Atrial fibrillation, sinoatrial and atrioventricular node dysfunction in a mouse model of heart failure with preserved ejection fraction

Exp Physiol. 2025 Sep 17. doi: 10.1113/EP092628. Online ahead of print.

Abstract

Millions of people are affected by atrial fibrillation (AF) and heart failure with preserved ejection fraction (HFpEF), two disorders frequently found simultaneously. However, the interrelationship between these intertwined disorders is poorly understood, partly owing to the lack of preclinical models. We aimed to evaluate whether a recently developed mouse model of HFpEF could also be used as a model of AF and, potentially, to study the co-occurrence and interrelationship between the two conditions. Mice were fed a dietary regimen of high-fat diet and Nω-nitro-l-arginine methyl ester in the drinking water to induce HFpEF. Twenty-four-hour ECG recordings acquired by telemetry were analysed for autonomic imbalance. After 24 h ECG recording, mice received isoprenaline, and a further 1 h of recording was assessed for chronotropic incompetence, susceptibility to atrial arrhythmia and conduction impairment. Evaluation of diastolic function was achieved by transcarotid catheterization and histological analysis performed on the hearts. Resting heart rate was significantly increased after 3 weeks of the dietary regimen, with a trend observed as early as 1 week. Premature atrial contractions, sinus pauses and atrioventricular blocks occurred significantly after 3 weeks of the dietary regimen. Significant diastolic dysfunction, chronotropic incompetence and higher occurrence of AF after isoprenaline stimulation were observed in the HFpEF group at 6 weeks of the dietary regimen.
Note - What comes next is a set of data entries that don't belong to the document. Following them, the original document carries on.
//! End-to-end scenarios over the accounts table: the filter goes in at the
//! client, the wire requests are asserted exactly, and the items come back
//! from the in-memory store.

mod common;

use anyhow::Result;
use common::*;
use dynaq::store::Select;
use dynaq::{AttributeValue, Count, ExecError, Filter, PlanError, ReadOptions, TableNames};
use scimq::parse_filter;

fn accounts_capabilities() -> dynaq::QueryCapabilities {
    dynaq::schema::accounts(&TableNames::default(), false)
}

#[tokio::test]
async fn and_of_username_and_email_is_one_primary_query() -> Result<()> {
    let store = RecordingStore::new();
    seed(&store.inner, &[Account::new("janedoe", "jane.doe@example.com"), Account::new("other", "o@example.com")]).await;
    let (client, store) = client(store);

    let filter = Filter::eq("userName", "janedoe").and(Filter::eq("email", "jane.doe@example.com"));
    let page = client.fetch(&accounts_capabilities(), &filter, ReadOptions::default()).await?;

    assert_eq!(user_names(&page.items), vec!["janedoe"]);
    assert!(page.cursor.is_none());

    let requests = store.recorded_queries();
    assert_eq!(requests.len(), 1);
    let request = &requests[0];
    assert_eq!(request.table_name, "accounts");
    assert_eq!(request.index_name, None);
    assert_eq!(request.key_condition_expression, "#pk = :pk_1");
    assert_eq!(request.filter_expression, "#email = :email_1");
    assert_eq!(request.expression_attribute_values.get(":pk_1"), Some(&AttributeValue::s("un#janedoe")));
    assert_eq!(request.expression_attribute_values.get(":email_1"), Some(&AttributeValue::s("jane.doe@example.com")));
    Ok(())
}

#[tokio::test]
async fn or_of_username_and_email_is_two_primary_queries() -> Result<()> {
    let store = RecordingStore::new();
    seed(&store.inner, &[Account::new("janedoe", "jane.doe@example.com")]).await;
    let (client, store) = client(store);

    let filter = parse_filter(r#"userName eq "janedoe" or email eq "jane.doe@example.com""#)?;
    let page = client.fetch(&accounts_capabilities(), &filter, ReadOptions::default()).await?;

    // the write fan-out stores one item per lookup dimension; both come back
    assert_eq!(page.items.len(), 2);
    assert!(user_names(&page.items).iter().all(|name| name == "janedoe"));

    let requests = store.recorded_queries();
    assert_eq!(requests.len(), 2);
    for request in &requests {
        assert_eq!(request.index_name, None);
        assert_eq!(request.key_condition_expression, "#pk = :pk_1");
        assert_eq!(request.filter_expression, "");
    }
    assert_eq!(requests[0].expression_attribute_values.get(":pk_1"), Some(&AttributeValue::s("em#jane.doe@example.com")));
    assert_eq!(requests[1].expression_attribute_values.get(":pk_1"), Some(&AttributeValue::s("un#janedoe")));
    Ok(())
}

#[tokio::test]
async fn get_all_by_starts_with_uses_the_initial_index() -> Result<()> {
    let store = RecordingStore::new();
    seed(&store.inner, &[
        Account::new("tester", "t1@example.com"),
        Account::new("testing", "t2@example.com"),
        Account::new("tom", "t3@example.com"),
    ])
    .await;
    let (client, store) = client(store);

    let page = client.get_all_by(&accounts_capabilities(), "userName", "test", ReadOptions::default()).await?;
    assert_eq!(user_names(&page.items), vec!["tester", "testing"]);

    let requests = store.recorded_queries();
    assert_eq!(requests.len(), 1);
    let request = &requests[0];
    assert_eq!(request.index_name.as_deref(), Some("userNameInitial-userName-index"));
    assert_eq!(
        request.key_condition_expression,
        "#userNameInitial = :userNameInitial_1 AND begins_with(#userName, :userName_1)"
    );
    assert_eq!(request.expression_attribute_values.get(":userNameInitial_1"), Some(&AttributeValue::s("t")));
    assert_eq!(request.expression_attribute_values.get(":userName_1"), Some(&AttributeValue::s("test")));
    assert_eq!(request.limit, Some(50));
    Ok(())
}

#[tokio::test]
async fn complex_dnf_binds_both_products_with_negated_residuals() -> Result<()> {
    let store = RecordingStore::new();
    seed(&store.inner, &[
        Account::new("alice", "alice@gmail.com"),
        Account::new("expired", "e@example.com").status("expired"),
    ])
    .await;
    let (client, store) = client(store);

    let filter = parse_filter(
        r#"(email eq "alice@gmail.com" or userName eq "alice") and not (status eq "expired" or status eq "revoked")"#,
    )?;
    let page = client.fetch(&accounts_capabilities(), &filter, ReadOptions::default()).await?;

    // alice is reachable both ways; two distinct stored items come back
    assert_eq!(page.items.len(), 2);
    assert!(user_names(&page.items).iter().all(|name| name == "alice"));

    let requests = store.recorded_queries();
    assert_eq!(requests.len(), 2);
    for request in &requests {
        assert_eq!(request.index_name, None);
        assert_eq!(request.filter_expression, "#status <> :status_1 AND #status <> :status_2");
        assert_eq!(request.expression_attribute_values.get(":status_1"), Some(&AttributeValue::s("expired")));
        assert_eq!(request.expression_attribute_values.get(":status_2"), Some(&AttributeValue::s("revoked")));
    }
    Ok(())
}

#[tokio::test]
async fn unindexable_attribute_is_rejected_without_scans() -> Result<()> {
    let (client, store) = client(RecordingStore::new());

    let err = client
        .fetch(&accounts_capabilities(), &Filter::eq("firstName", "Jane"), ReadOptions::default())
        .await
        .unwrap_err();
    match err {
        ExecError::Plan(PlanError::UnindexableTerm { attribute }) => assert_eq!(attribute, "firstName"),
        other => panic!("expected a rejection, got {:?}", other),
    }
    assert!(store.recorded_queries().is_empty());
    Ok(())
}

#[tokio::test]
async fn count_of_starts_with_issues_one_count_query() -> Result<()> {
    let store = RecordingStore::new();
    seed(&store.inner, &[
        Account::new("tester", "t1@example.com"),
        Account::new("testing", "t2@example.com"),
        Account::new("tom", "t3@example.com"),
    ])
    .await;
    let (client, store) = client(store);

    let count = client.count(&accounts_capabilities(), &Filter::sw("userName", "test"), ReadOptions::default()).await?;
    assert_eq!(count, Count::Exact(2));

    let requests = store.recorded_queries();
    assert_eq!(requests.len(), 1);
    assert_eq!(requests[0].select, Select::Count);
    assert_eq!(requests[0].index_name.as_deref(), Some("userNameInitial-userName-index"));
    Ok(())
}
Our study revealed that sinoatrial node and atrial dysfunction precede the simultaneous occurrence of AF, diastolic dysfunction and chronotropic incompetence. This mouse HFpEF model might be helpful for studying the interdependence between AF and HFpEF.

Keywords: atrial fibrillation; atrioventricular block; chronotropic incompetence; diastolic dysfunction; heart failure with preserved ejection fraction; sinoatrial node dysfunction; sinus pauses.